Nato nel 1943 a Roma, figlio di un artista amico di Giorgio de Chirico, il catanese Domenico Abate Cristaldi, e di madre francese, Abate scatta la prima fotografia a dodici anni: era il 1955. Suo padre muore quando Claudio ha cinque anni, così viene messo in collegio, da dove esce a undici anni, e si mette subito a lavorare. Fa il ragazzo di bottega da un amico del padre, il fotografo degli artisti Michelangelo Como, in via Margutta.
FOTOGRAFARE L’ARTE
Una vita spesa per la fotografia. Entrato a soli 16 anni al Press Service Agency fu, tra gli altri, assistente di Eric Lessing, nome di punta della Magnum. È nelle strade di Roma, nei bar e nei caffè frequentati dagli intellettuali del tempo più che negli studi fotografici che nasce e si compie la parabola artistica di Abate. Al Caffè Notegen, in via del Babuino 159, conosce Mario Mafai, Mario Schifano, Federico Fellini, Carmelo Bene, di cui diventerà grande amico e fotografo di scena per 11 anni, anche complice la collaborazione con la rivista di teatro Sipario. Abate ha solo 17 anni, ma ha l’intuizione che cambierà la sua vita di artista e di fotografo. Non ha nessun interesse nel fotografare le opere d’arte così come sono: oggetti inanimati che sembrano essere abbandonati. È, invece, il rapporto tra l’artista e l’opera d’arte ad affascinare Abate, quella relazione strettissima e complessa unica al mondo eppure tutta da indagare.

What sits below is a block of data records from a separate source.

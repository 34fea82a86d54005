//! Network infrastructure for the participant.
//!
//! Opens the single TCP connection to the host, completes the handshake
//! under a deadline, and then hands decrypted messages to the application.
//!
//! Architecture:
//! - [`ClientSession::connect`] returns only once the challenge has been
//!   answered, so a session value is always past the handshake.
//! - A reader task owns the receiving half and pushes
//!   [`SessionEvent`]s onto the event sink until the channel closes.
//! - Outbound messages go through a cloned [`ChannelHandle`], so sends never
//!   wait on the reader.

use std::net::SocketAddr;
use std::sync::Mutex;
use std::time::Duration;

use rollcall_core::{
    event_channel, Channel, ChannelError, ChannelHandle, ChannelReader, EventSink, EventStream,
    HandshakeFailure, Identity, SessionEvent,
};
use thiserror::Error;
use tokio::task::JoinHandle;
use tokio::time;
use tracing::{debug, error, info, warn};

use crate::application::handshake::{ClientAction, ClientHandshake};

/// How long to wait for the host's challenge after connecting.
pub const DEFAULT_HANDSHAKE_TIMEOUT: Duration = Duration::from_secs(10);

/// Errors that can occur in the client network layer.
#[derive(Debug, Error)]
pub enum ClientError {
    /// TCP connection to the host failed.
    #[error("failed to connect to host at {addr}: {source}")]
    ConnectFailed {
        addr: SocketAddr,
        #[source]
        source: ChannelError,
    },

    /// The host did not issue a challenge before the deadline.
    #[error("host did not issue a challenge within {0:?}")]
    HandshakeTimeout(Duration),

    /// The channel closed, either before authentication completed or
    /// before a send.
    #[error("connection to host closed")]
    ChannelClosed,

    #[error("connection I/O error: {0}")]
    Channel(#[source] ChannelError),
}

impl From<ChannelError> for ClientError {
    fn from(e: ChannelError) -> Self {
        match e {
            ChannelError::Closed => Self::ChannelClosed,
            other => Self::Channel(other),
        }
    }
}

impl ClientError {
    /// The handshake failure this error represents, for event reporting.
    pub fn handshake_failure(&self) -> HandshakeFailure {
        match self {
            Self::ConnectFailed { .. } => HandshakeFailure::ConnectFailed,
            Self::HandshakeTimeout(_) => HandshakeFailure::Timeout,
            Self::ChannelClosed | Self::Channel(_) => HandshakeFailure::ChannelClosed,
        }
    }
}

/// Configuration for the participant's connection.
#[derive(Debug, Clone, PartialEq, Eq)]
pub struct ClientConfig {
    /// Address of the host's listening port.
    pub host_addr: SocketAddr,
    /// Identity to claim and authenticate as.
    pub identity: Identity,
    pub handshake_timeout: Duration,
}

impl ClientConfig {
    pub fn new(host_addr: SocketAddr, identity: Identity) -> Self {
        Self {
            host_addr,
            identity,
            handshake_timeout: DEFAULT_HANDSHAKE_TIMEOUT,
        }
    }
}

/// An authenticated connection to the host.
pub struct ClientSession {
    handshake: ClientHandshake,
    handle: ChannelHandle,
    reader_task: Mutex<Option<JoinHandle<()>>>,
}

// ── Public API ────────────────────────────────────────────────────────────────

impl ClientSession {
    /// Connects to the host and completes the handshake.
    ///
    /// Returns the session and the stream of [`SessionEvent`]s it emits.
    ///
    /// # Errors
    ///
    /// - [`ClientError::ConnectFailed`] if the host is unreachable.
    /// - [`ClientError::HandshakeTimeout`] if the connect or the challenge
    ///   does not finish within `handshake_timeout`.
    /// - [`ClientError::ChannelClosed`] if the host closes the connection
    ///   first (e.g. the identity is not on the roster).
    pub async fn connect(config: ClientConfig) -> Result<(Self, EventStream), ClientError> {
        let (events, stream) = event_channel();
        let session = Self::connect_with_sink(config, events).await?;
        Ok((session, stream))
    }

    /// Like [`connect`](Self::connect), but emits onto an existing sink.
    ///
    /// # Errors
    ///
    /// See [`connect`](Self::connect).
    pub async fn connect_with_sink(
        config: ClientConfig,
        events: EventSink,
    ) -> Result<Self, ClientError> {
        let addr = config.host_addr;
        let channel = match time::timeout(config.handshake_timeout, Channel::connect(addr)).await {
            Ok(result) => result.map_err(|source| ClientError::ConnectFailed { addr, source })?,
            Err(_) => {
                warn!(host = %addr, "connect did not finish within {:?}", config.handshake_timeout);
                return Err(ClientError::HandshakeTimeout(config.handshake_timeout));
            }
        };
        let (mut reader, handle) = channel.into_split();
        let local_ip = handle.local_ip_string();
        let mut handshake = ClientHandshake::new(config.identity.clone());

        info!(identity = %config.identity, host = %addr, "connected; greeting host");

        let outcome = time::timeout(
            config.handshake_timeout,
            complete_handshake(&mut reader, &handle, &mut handshake, &local_ip),
        )
        .await;
        match outcome {
            Ok(Ok(())) => {}
            Ok(Err(e)) => {
                warn!(identity = %config.identity, "handshake failed: {e}");
                handle.close();
                return Err(e);
            }
            Err(_) => {
                warn!(identity = %config.identity, "no challenge within {:?}", config.handshake_timeout);
                handle.close();
                return Err(ClientError::HandshakeTimeout(config.handshake_timeout));
            }
        }

        info!(identity = %config.identity, "challenge answered; session open");
        let reader_task = tokio::spawn(run_reader(
            reader,
            handle.clone(),
            handshake.clone(),
            local_ip,
            events,
        ));

        Ok(Self {
            handshake,
            handle,
            reader_task: Mutex::new(Some(reader_task)),
        })
    }

    pub fn identity(&self) -> &Identity {
        self.handshake.identity()
    }

    pub fn local_addr(&self) -> SocketAddr {
        self.handle.local_addr()
    }

    pub fn host_addr(&self) -> SocketAddr {
        self.handle.peer_addr()
    }

    pub fn is_closed(&self) -> bool {
        self.handle.is_closed()
    }

    /// Encrypts `text` under this participant's key and sends it.
    ///
    /// # Errors
    ///
    /// [`ClientError::ChannelClosed`] once the connection is gone, or
    /// [`ClientError::Channel`] if the write fails.
    pub async fn send_text(&self, text: &str) -> Result<(), ClientError> {
        let envelope = self.handshake.seal(text, self.handle.local_ip_string());
        self.handle.send(&envelope).await?;
        Ok(())
    }

    /// Sends `text` from a detached task; a failure is logged, not returned.
    pub fn post_text(&self, text: impl Into<String>) {
        let envelope = self
            .handshake
            .seal(&text.into(), self.handle.local_ip_string());
        let handle = self.handle.clone();
        tokio::spawn(async move {
            if let Err(e) = handle.send(&envelope).await {
                warn!("message not sent: {e}");
            }
        });
    }

    /// Closes the connection and waits for the reader task to finish.
    /// Idempotent.
    pub async fn close(&self) {
        self.handle.close();
        let task = self
            .reader_task
            .lock()
            .unwrap_or_else(|p| p.into_inner())
            .take();
        if let Some(task) = task {
            if let Err(e) = task.await {
                error!("reader task failed: {e}");
            }
        }
    }
}

impl Drop for ClientSession {
    fn drop(&mut self) {
        self.handle.close();
    }
}

impl std::fmt::Debug for ClientSession {
    fn fmt(&self, f: &mut std::fmt::Formatter<'_>) -> std::fmt::Result {
        f.debug_struct("ClientSession")
            .field("identity", self.identity())
            .field("host", &self.host_addr())
            .field("closed", &self.is_closed())
            .finish()
    }
}

// ── Handshake and reader ──────────────────────────────────────────────────────

async fn complete_handshake(
    reader: &mut ChannelReader,
    handle: &ChannelHandle,
    handshake: &mut ClientHandshake,
    local_ip: &str,
) -> Result<(), ClientError> {
    handle.send(&handshake.greeting(local_ip)).await?;

    loop {
        let envelope = match reader.receive().await {
            Ok(envelope) => envelope,
            Err(e) if e.is_soft() => {
                warn!("dropping record while awaiting challenge: {e}");
                continue;
            }
            Err(e) => return Err(e.into()),
        };

        match handshake.on_envelope(envelope, local_ip) {
            ClientAction::Respond(echo) => {
                handle.send(&echo).await?;
                return Ok(());
            }
            ClientAction::Ignore(reason) => debug!(reason, "ignored while awaiting challenge"),
            ClientAction::Deliver(_) => return Ok(()),
        }
    }
}

async fn run_reader(
    mut reader: ChannelReader,
    handle: ChannelHandle,
    mut handshake: ClientHandshake,
    local_ip: String,
    events: EventSink,
) {
    loop {
        match reader.receive().await {
            Ok(envelope) => match handshake.on_envelope(envelope, &local_ip) {
                ClientAction::Deliver(message) => {
                    if events.send(SessionEvent::Message(message)).is_err() {
                        debug!("event receiver dropped");
                    }
                }
                ClientAction::Ignore(reason) => debug!(reason, "envelope ignored"),
                ClientAction::Respond(_) => {}
            },
            Err(e) if e.is_soft() => warn!("dropping record: {e}"),
            Err(ChannelError::Closed) => break,
            Err(e) => {
                warn!("channel failed: {e}");
                break;
            }
        }
    }

    handle.close();
    info!(identity = %handshake.identity(), "disconnected from host");
    if events.send(SessionEvent::Disconnected).is_err() {
        debug!("event receiver dropped");
    }
}
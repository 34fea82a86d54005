//! Infrastructure layer for the participant.
//!
//! **Dependency rule**: this layer may depend on `application` and
//! `rollcall_core`, but MUST NOT be imported by the `application` layer.
//!
//! - **`network`** – Connects to the host, drives the handshake under a
//!   deadline, and runs the reader task that emits session events.

pub mod network;
//! Application layer for the participant.
//!
//! - **`handshake`** – The client half of the challenge–response exchange:
//!   builds the greeting, answers a numeric challenge, and decrypts every
//!   later message.  No I/O.

pub mod handshake;
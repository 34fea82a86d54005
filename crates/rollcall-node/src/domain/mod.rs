//! Domain layer for the rollcall node.
//!
//! Pure configuration types: the on-disk [`NodeConfig`] schema and the
//! validated [`LinkSettings`] derived from it.  No I/O happens here.

pub mod config;

pub use config::{ConfigError, LinkSettings, NodeConfig};
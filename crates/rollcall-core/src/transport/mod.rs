//! Transport: the line-delimited connection channel over TCP.

pub mod channel;

pub use channel::{Channel, ChannelError, ChannelHandle, ChannelReader};
//! Line codec for envelopes.
//!
//! Wire format:
//! ```text
//! <one JSON object>\n<one JSON object>\n...
//! ```
//! The newline is the record terminator.  `serde_json` escapes control
//! characters inside strings (`"\n"` becomes the two bytes `\` `n`), so a
//! payload containing line breaks can never split a record.
//!
//! Decoding failures are *soft*: the caller drops that one record, logs it,
//! and keeps reading the stream.

use thiserror::Error;

use crate::protocol::envelope::Envelope;

/// Record terminator on the wire.
pub const RECORD_TERMINATOR: char = '\n';

/// Errors that can occur while encoding or decoding a record.
#[derive(Debug, Error)]
pub enum ProtocolError {
    /// The record is not valid JSON or lacks a required field.
    #[error("malformed envelope: {0}")]
    MalformedEnvelope(String),

    /// The envelope could not be serialized.
    #[error("failed to encode envelope: {0}")]
    Encode(#[source] serde_json::Error),
}

/// Encodes an envelope as one terminated record.
///
/// # Errors
///
/// Returns [`ProtocolError::Encode`] if serialization fails.
///
/// # Examples
///
/// ```rust
/// use rollcall_core::protocol::{decode_line, encode_line, Envelope};
///
/// let env = Envelope::with_timestamp("hello\nworld", "10.0.0.2", None, 5);
/// let line = encode_line(&env).unwrap();
/// assert_eq!(line.matches('\n').count(), 1);
/// assert_eq!(decode_line(&line).unwrap(), env);
/// ```
pub fn encode_line(envelope: &Envelope) -> Result<String, ProtocolError> {
    let mut line = serde_json::to_string(envelope).map_err(ProtocolError::Encode)?;
    line.push(RECORD_TERMINATOR);
    Ok(line)
}

/// Decodes one record.  A trailing terminator (`\n` or `\r\n`) is tolerated.
///
/// # Errors
///
/// Returns [`ProtocolError::MalformedEnvelope`] if the record is empty, is not
/// JSON, or is missing `message`, `senderIp`, or `timestamp`.
pub fn decode_line(line: &str) -> Result<Envelope, ProtocolError> {
    let record = line.trim_end_matches(['\r', '\n']);
    if record.trim().is_empty() {
        return Err(ProtocolError::MalformedEnvelope("empty record".to_string()));
    }
    serde_json::from_str(record).map_err(|e| ProtocolError::MalformedEnvelope(e.to_string()))
}

// ── Tests ─────────────────────────────────────────────────────────────────────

L’EPOCA D’ORO DELL’ARTE ITALIANA
Una fotografia di Claudio Abate si riconosce al primo sguardo, fusione perfetta tra opera d’arte e artista. Non solo l’artista che sta al di là della macchina fotografica, ma anche colui che sta dietro all’obiettivo. Una relazione a tre, insomma, tra fotografo, artista ed opera che trova nelle immagini di Abate la sua fusione perfetta. Nell’epoca in cui l’arte non era affare solitario, ma si era davvero amici e si lavorava e si viveva tutti insieme, in una esplosione di pensiero e creatività totale, ad Abate va riconosciuto il merito di aver fotografato alcuni momenti chiave della storia dell’arte italiana degli ultimi decenni. Fondamentali le immagini delle installazioni Senza titolo (12 cavalli) di Jannis Kounellis del 1969 e dello Zodiaco di Gino De Dominicis del 1970, all’Attico di Sargentini, a Roma talmente tanto famose da essere entrate ormai nell’immaginario collettivo, ma anche Pino Pascali, che riprenderà sul famoso dirigibile. Nel 1977 partecipa alla collettiva Fotografi e Fotografie a cura di Italo Mussa a Roma. Due anni più tardi, nel 1979, il critico d’arte Achille Bonito Oliva cura la sua prima personale al Centro Culturale dell’Immagine, Il Fotogramma e , a Bologna, allo Studio Cavalieri, La malattia dell’occhio, prima occasione per introdurre nella fotografia la tecnica della torsione pittorica. Nel 1989 presenta le sue opere nelle personali Daguerre–mania, a cura di Mussa, presso il Centro Culturale Musoni e nel 1991 Joseph Beuys – Claudio Abate, presso lo studio Bocchi di Roma. Del 1993 è invece la partecipazione a Punti Cardinali dell’Arte, presso i Giardini di Castello in occasione della Biennale di Venezia, curata sempre da Achille Bonito Oliva. Anche gli ultimi anni furono prolifici. Ad esempio, nel 2010, Abate è in mostra con Scatti ritrovati. Claudio Abate per Gino De Dominicis, presentata per la alla galleria Mara Coccia a Roma.